Interview & Text:小野島大

Photo:SHUN ITABA

 Ken Yokoyamaの2年8か月ぶりのニューアルバム『Indian Burn』が最高だ。年明けのアルバム発表を前提に全3作のシングルをリリースという異例の工程。その意図は前回のBillboard JAPANのインタビューでも語られていたが、既存シングルの楽曲はタイトル曲の3曲のみ、残りはすべて新曲で構成された作品というのも嬉しい。彼ららしいエネルギッシュで痛快なパンク・ロックから、レゲエ、スカ、カリプソ、オールディーズ風ロックンロールまで多彩な音楽性を内包しながらも、Ken Yokoyama以外のなにものでもない個性に貫かれている。

横山健が考える「バンドの精神性」

――シングル3枚作ってアルバムにまとめるにあたって、どのようなことを考えました?

EKKUN:まず、シングルの構想があって。その終着地点として、アルバムという感じでスタートしました。

横山健:アルバムにこういう色を付けたいとか、特に狙いはなかったです。ただ結果としてシングルをやったことで、シングルにレゲエ調のものを入れたりとか、色々バラエティに富ませたことで、焦点の絞れたものに結果としてなったかなぁという気はします。


――アルバムとしてやらなくちゃいけないことは何なのか、ということですか。

横山:そうですね。こう、それが何なのかの正体は分からないけど、色を付ける、芯を持たせるという。
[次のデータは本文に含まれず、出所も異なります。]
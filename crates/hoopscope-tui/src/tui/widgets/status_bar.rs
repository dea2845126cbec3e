// Help bar widget: focused selector, key hints, and export feedback.

use ratatui::layout::Rect;
use ratatui::style::{Color, Modifier, Style};
use ratatui::text::{Line, Span};
use ratatui::widgets::Paragraph;
use ratatui::Frame;

use crate::protocol::SelectorId;
use crate::tui::ViewState;

pub const HELP_TEXT: &str = " Tab:Next selector | ←/→:Change | e:Export | q:Quit";

/// Render the help bar into the given area.
///
/// Layout: [focused selector] [status message or key hints]
pub fn render(frame: &mut Frame, area: Rect, state: &ViewState) {
    let mut spans = vec![focus_span(state.focus)];

    match &state.status_message {
        Some(message) => spans.push(Span::styled(
            format!(" {message}"),
            message_style(message),
        )),
        None => spans.push(Span::styled(HELP_TEXT, Style::default().fg(Color::Gray))),
    }

    let paragraph = Paragraph::new(Line::from(spans)).style(Style::default().bg(Color::Black));
    frame.render_widget(paragraph, area);
}

/// Highlighted tag naming the selector that arrow keys act on.
pub fn focus_span(focus: SelectorId) -> Span<'static> {
    let label = match focus {
        SelectorId::PlayerA => "Player A",
        SelectorId::PlayerB => "Player B",
        SelectorId::Season => "Season",
    };
    Span::styled(
        format!("[{label}]"),
        Style::default()
            .fg(Color::Black)
            .bg(Color::Cyan)
            .add_modifier(Modifier::BOLD),
    )
}

fn message_style(message: &str) -> Style {
    if message.starts_with("Export failed") {
        Style::default().fg(Color::Red)
    } else {
        Style::default().fg(Color::Green)
    }
}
密度、濃度を濃くする作業が出来たような気がします。シングルを出したことで。





アルバム『Indian Burn』ティザー映像


――今回、シングルの曲はタイトル曲だけ入っていて、カップリング曲は入っていません。残りはすべて新曲なんですが、こういう構成にするのは事前に考えていたんですか?

横山:それは考えていましたね。決めていました。


――それって要するに、アルバムをこういう風にしようという考え方がはっきりしていないとできないことじゃないですか。
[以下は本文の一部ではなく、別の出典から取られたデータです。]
// Per-season player stat records and the immutable table that holds them.

use serde::Serialize;
use std::collections::BTreeSet;

// ---------------------------------------------------------------------------
// StatLabel
// ---------------------------------------------------------------------------

/// One of the six tracked per-game statistics.
#[derive(Debug, Clone, Copy, PartialEq, Eq, Hash, Serialize)]
pub enum StatLabel {
    #[serde(rename = "PTS")]
    Points,
    #[serde(rename = "AST")]
    Assists,
    #[serde(rename = "REB")]
    Rebounds,
    #[serde(rename = "FG%")]
    FieldGoalPct,
    #[serde(rename = "3P%")]
    ThreePointPct,
    #[serde(rename = "FT%")]
    FreeThrowPct,
}

impl StatLabel {
    /// Every chart lines its series up against this order.
    pub const ALL: [StatLabel; 6] = [
        StatLabel::Points,
        StatLabel::Assists,
        StatLabel::Rebounds,
        StatLabel::FieldGoalPct,
        StatLabel::ThreePointPct,
        StatLabel::FreeThrowPct,
    ];

    /// Column header used in the CSV and as the axis label in charts.
    pub fn as_str(self) -> &'static str {
        match self {
            StatLabel::Points => "PTS",
            StatLabel::Assists => "AST",
            StatLabel::Rebounds => "REB",
            StatLabel::FieldGoalPct => "FG%",
            StatLabel::ThreePointPct => "3P%",
            StatLabel::FreeThrowPct => "FT%",
        }
    }
}

impl std::fmt::Display for StatLabel {
    fn fmt(&self, f: &mut std::fmt::Formatter<'_>) -> std::fmt::Result {
        f.write_str(self.as_str())
    }
}

// ---------------------------------------------------------------------------
// PlayerSeasonRecord
// ---------------------------------------------------------------------------

/// Per-game averages for one player in one season.
#[derive(Debug, Clone, PartialEq)]
pub struct PlayerSeasonRecord {
    pub player: String,
    pub season: String,
    pub pts: f64,
    pub ast: f64,
    pub reb: f64,
    pub fg_pct: f64,
    pub three_pct: f64,
    pub ft_pct: f64,
}

impl PlayerSeasonRecord {
    pub fn stat(&self, label: StatLabel) -> f64 {
        match label {
            StatLabel::Points => self.pts,
            StatLabel::Assists => self.ast,
            StatLabel::Rebounds => self.reb,
            StatLabel::FieldGoalPct => self.fg_pct,
            StatLabel::ThreePointPct => self.three_pct,
            StatLabel::FreeThrowPct => self.ft_pct,
        }
    }

    /// All six stats in `StatLabel::ALL` order.
    pub fn stat_line(&self) -> [f64; 6] {
        StatLabel::ALL.map(|label| self.stat(label))
    }
}

// ---------------------------------------------------------------------------
// StatTable
// ---------------------------------------------------------------------------

/// The full record set, loaded once and never mutated afterwards.
///
/// Row order is the order of the source file. The resolver's ordinal
/// fallback depends on it, so nothing here sorts `records`.
#[derive(Debug, Clone, Default)]
pub struct StatTable {
    records: Vec<PlayerSeasonRecord>,
}

impl StatTable {
    pub fn new(records: Vec<PlayerSeasonRecord>) -> Self {
        StatTable { records }
    }

    pub fn len(&self) -> usize {
        self.records.len()
    }

    pub fn is_empty(&self) -> bool {
        self.records.is_empty()
    }

    /// Rows for one season, in file order.
    pub fn season_rows(&self, season: &str) -> Vec<&PlayerSeasonRecord> {
        self.records.iter().filter(|r| r.season == season).collect()
    }

    /// Distinct player names, sorted. These are the selector options.
    pub fn players(&self) -> Vec<String> {
        distinct_sorted(self.records.iter().map(|r| r.player.as_str()))
    }

    /// Distinct season labels, sorted.
    pub fn seasons(&self) -> Vec<String> {
        distinct_sorted(self.records.iter().map(|r| r.season.as_str()))
    }
}

fn distinct_sorted<'a>(values: impl Iterator<Item = &'a str>) -> Vec<String> {
    values
        .collect::<BTreeSet<_>>()
        .into_iter()
        .map(str::to_string)
        .collect()
}

// ---------------------------------------------------------------------------
// Tests
// ---------------------------------------------------------------------------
横山:確かに。自分にとって良い曲をちゃんとアルバムに寄せたい。シングルには表題曲のほかにチャレンジになるような曲も入っているわけじゃないですか。そういったものがアルバムに入っていると、すごく散漫になっていたと思うんですね。キュッとまとめた感じにしたかった。その中でもバラエティには富んでいるんですけど。そんなイメージですかね。
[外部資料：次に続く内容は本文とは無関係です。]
// TUI dashboard: layout, input handling, and chart rendering.
//
// The TUI owns a `ViewState` holding the selector options, the current
// selection and the latest charts. The app orchestrator pushes `UiUpdate`
// messages over an mpsc channel; the TUI applies them and re-renders at
// ~30 fps.

pub mod input;
pub mod layout;
pub mod widgets;

use std::time::Duration;

use crossterm::event::{Event, EventStream};
use futures_util::StreamExt;
use ratatui::style::{Color, Modifier, Style};
use ratatui::text::{Line, Span};
use ratatui::widgets::{Block, Borders, Paragraph, Wrap};
use ratatui::Frame;
use tokio::sync::mpsc;
use tracing::warn;

use hoopscope_core::charts::ChartSet;
use hoopscope_core::resolver::ComparisonRequest;

use crate::protocol::{SelectorId, UiUpdate, UserCommand};

use layout::{build_layout, AppLayout};

// ---------------------------------------------------------------------------
// ViewState
// ---------------------------------------------------------------------------

/// TUI-local state, updated from `UiUpdate` messages and key presses.
pub struct ViewState {
    pub title: String,
    /// Selector options for both player selectors.
    pub players: Vec<String>,
    /// Selector options for the season selector.
    pub seasons: Vec<String>,
    /// Current selector values. `None` until the app sends them.
    pub selection: Option<ComparisonRequest>,
    /// Which selector arrow keys act on.
    pub focus: SelectorId,
    pub charts: Option<ChartSet>,
    /// Set when the current selection could not be resolved.
    pub error: Option<String>,
    /// One-line feedback shown in the help bar (export results).
    pub status_message: Option<String>,
}

impl Default for ViewState {
    fn default() -> Self {
        ViewState {
            title: String::new(),
            players: Vec::new(),
            seasons: Vec::new(),
            selection: None,
            focus: SelectorId::PlayerA,
            charts: None,
            error: None,
            status_message: None,
        }
    }
}

impl ViewState {
    pub fn new(title: impl Into<String>) -> Self {
        ViewState {
            title: title.into(),
            ..ViewState::default()
        }
    }

    pub fn options(&self, selector: SelectorId) -> &[String] {
        match selector {
            SelectorId::PlayerA | SelectorId::PlayerB => &self.players,
            SelectorId::Season => &self.seasons,
        }
    }

    pub fn selected_value(&self, selector: SelectorId) -> Option<&str> {
        let selection = self.selection.as_ref()?;
        Some(match selector {
            SelectorId::PlayerA => &selection.player_a,
            SelectorId::PlayerB => &selection.player_b,
            SelectorId::Season => &selection.season,
        })
    }

    /// Move the selector `delta` options forward (wrapping) and return the
    /// new value. A value that is not among the options steps from the start
    /// of the list.
    pub fn step_selection(&mut self, selector: SelectorId, delta: isize) -> Option<String> {
        let options = self.options(selector);
        if options.is_empty() {
            return None;
        }
        let len = options.len() as isize;
        let current = self
            .selected_value(selector)
            .and_then(|v| options.iter().position(|o| o == v));
        let next_idx = match current {
            Some(idx) => (idx as isize + delta).rem_euclid(len),
            None if delta >= 0 => 0,
            None => len - 1,
        };
        let value = options[next_idx as usize].clone();

        let selection = self.selection.as_mut()?;
        match selector {
            SelectorId::PlayerA => selection.player_a = value.clone(),
            SelectorId::PlayerB => selection.player_b = value.clone(),
            SelectorId::Season => selection.season = value.clone(),
        }
        Some(value)
    }
}

// ---------------------------------------------------------------------------
// UiUpdate processing
// ---------------------------------------------------------------------------

/// Apply a single UiUpdate to the ViewState.
fn apply_ui_update(state: &mut ViewState, update: UiUpdate) {
    match update {
        UiUpdate::Options { players, seasons } => {
            state.players = players;
            state.seasons = seasons;
        }
        UiUpdate::Selection(request) => {
            state.selection = Some(request);
        }
        UiUpdate::Comparison(charts) => {
            state.charts = Some(*charts);
            state.error = None;
        }
        UiUpdate::ComparisonFailed(message) => {
            state.charts = None;
            state.error = Some(message);
        }
        UiUpdate::Exported(path) => {
            state.status_message = Some(format!("Exported to {}", path.display()));
        }
        UiUpdate::ExportFailed(message) => {
            state.status_message = Some(format!("Export failed: {message}"));
        }
    }
}

// ---------------------------------------------------------------------------
// Render frame
// ---------------------------------------------------------------------------

/// Render the complete dashboard frame.
fn render_frame(frame: &mut Frame, state: &ViewState) {
    let layout = build_layout(frame.area());

    render_title_bar(frame, &layout, state);
    widgets::selectors::render(frame, layout.selectors, state);

    match (&state.charts, &state.error) {
        (_, Some(message)) => render_error(frame, &layout, message),
        (Some(charts), None) => {
            widgets::radar::render(frame, layout.radar, &charts.radar);
            widgets::bars::render(frame, layout.bars, &charts.bar);
            widgets::trend::render(frame, layout.trend, &charts.trend);
        }
        (None, None) => render_placeholder(frame, &layout),
    }

    widgets::status_bar::render(frame, layout.help_bar, state);
}

fn render_title_bar(frame: &mut Frame, layout: &AppLayout, state: &ViewState) {
    let paragraph = Paragraph::new(Line::from(vec![Span::styled(
        format!(" {}", state.title),
        Style::default()
            .fg(Color::White)
            .add_modifier(Modifier::BOLD),
    )]))
    .style(Style::default().bg(Color::DarkGray));
    frame.render_widget(paragraph, layout.title_bar);
}

fn render_error(frame: &mut Frame, layout: &AppLayout, message: &str) {
    let paragraph = Paragraph::new(vec![
        Line::from(Span::styled(
            " Cannot compare this selection",
            Style::default().fg(Color::Red).add_modifier(Modifier::BOLD),
        )),
        Line::from(format!(" {message}")),
    ])
    .wrap(Wrap { trim: false })
    .block(Block::default().borders(Borders::ALL).title("Charts"));
    frame.render_widget(paragraph, layout.charts);
}

fn render_placeholder(frame: &mut Frame, layout: &AppLayout) {
    let paragraph = Paragraph::new("  Loading comparison...")
        .style(Style::default().fg(Color::DarkGray))
        .block(Block::default().borders(Borders::ALL).title("Charts"));
    frame.render_widget(paragraph, layout.charts);
}

// ---------------------------------------------------------------------------
// Main TUI loop
// ---------------------------------------------------------------------------

/// Run the TUI event loop.
///
/// 1. Initializes the terminal (raw mode, alternate screen).
/// 2. Installs a panic hook that restores the terminal.
/// 3. Runs an async select loop over UI updates, keyboard input and render
///    ticks until the user quits or the app closes the update channel.
/// 4. Restores the terminal.
pub async fn run(
    title: String,
    mut ui_rx: mpsc::Receiver<UiUpdate>,
    cmd_tx: mpsc::Sender<UserCommand>,
) -> anyhow::Result<()> {
    let mut terminal = ratatui::init();

    let original_hook = std::panic::take_hook();
    std::panic::set_hook(Box::new(move |panic_info| {
        let _ = ratatui::restore();
        original_hook(panic_info);
    }));

    let mut view_state = ViewState::new(title);
    let mut event_stream = EventStream::new();

    let mut render_tick = tokio::time::interval(Duration::from_millis(33));
    render_tick.set_missed_tick_behavior(tokio::time::MissedTickBehavior::Skip);

    loop {
        tokio::select! {
            update = ui_rx.recv() => {
                match update {
                    Some(ui_update) => apply_ui_update(&mut view_state, ui_update),
                    // App is shutting down
                    None => break,
                }
            }

            maybe_event = event_stream.next() => {
                match maybe_event {
                    Some(Ok(Event::Key(key_event))) => {
                        if let Some(cmd) = input::handle_key(key_event, &mut view_state) {
                            let quit = cmd == UserCommand::Quit;
                            if cmd_tx.send(cmd).await.is_err() {
                                warn!("Command channel closed");
                                break;
                            }
                            if quit {
                                break;
                            }
                        }
                    }
                    Some(Ok(_)) => {}
                    Some(Err(e)) => {
                        warn!("Terminal input error: {}", e);
                        break;
                    }
                    None => break,
                }
            }

            _ = render_tick.tick() => {
                terminal.draw(|frame| render_frame(frame, &view_state))?;
            }
        }
    }

    ratatui::restore();

    Ok(())
}

// ---------------------------------------------------------------------------
// Tests
// ---------------------------------------------------------------------------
――曲を作った時点で、これはアルバムに入れるとかシングルに入れるとか、決めていた?

横山:決めていたよね。

EKKUN:うん。

横山:日常会話でしていましたね。これはシングルかもなぁとか。


――そういうのはメンバー全員で話し合いながら決めていったんですか?

横山:そうですね。


――EKKUNとしては、今回はどのようなアルバムにしたいと思ったんですか?

EKKUN:曲がどんどん出来上がっていく段階で、出来上がっていく曲たちが、けっこうバラエティに富んできていたので。『4Wheels 9 Lives』の時に出せなかったものを『Indian Burn』に反映させたいなと思って作っていました。


横山健

――彼が入った時に、ドラムが非常に優れているから、色んな曲ができるようになったと言っていたじゃないですか。それはこれまでの曲作りに反映しているんでしょうか?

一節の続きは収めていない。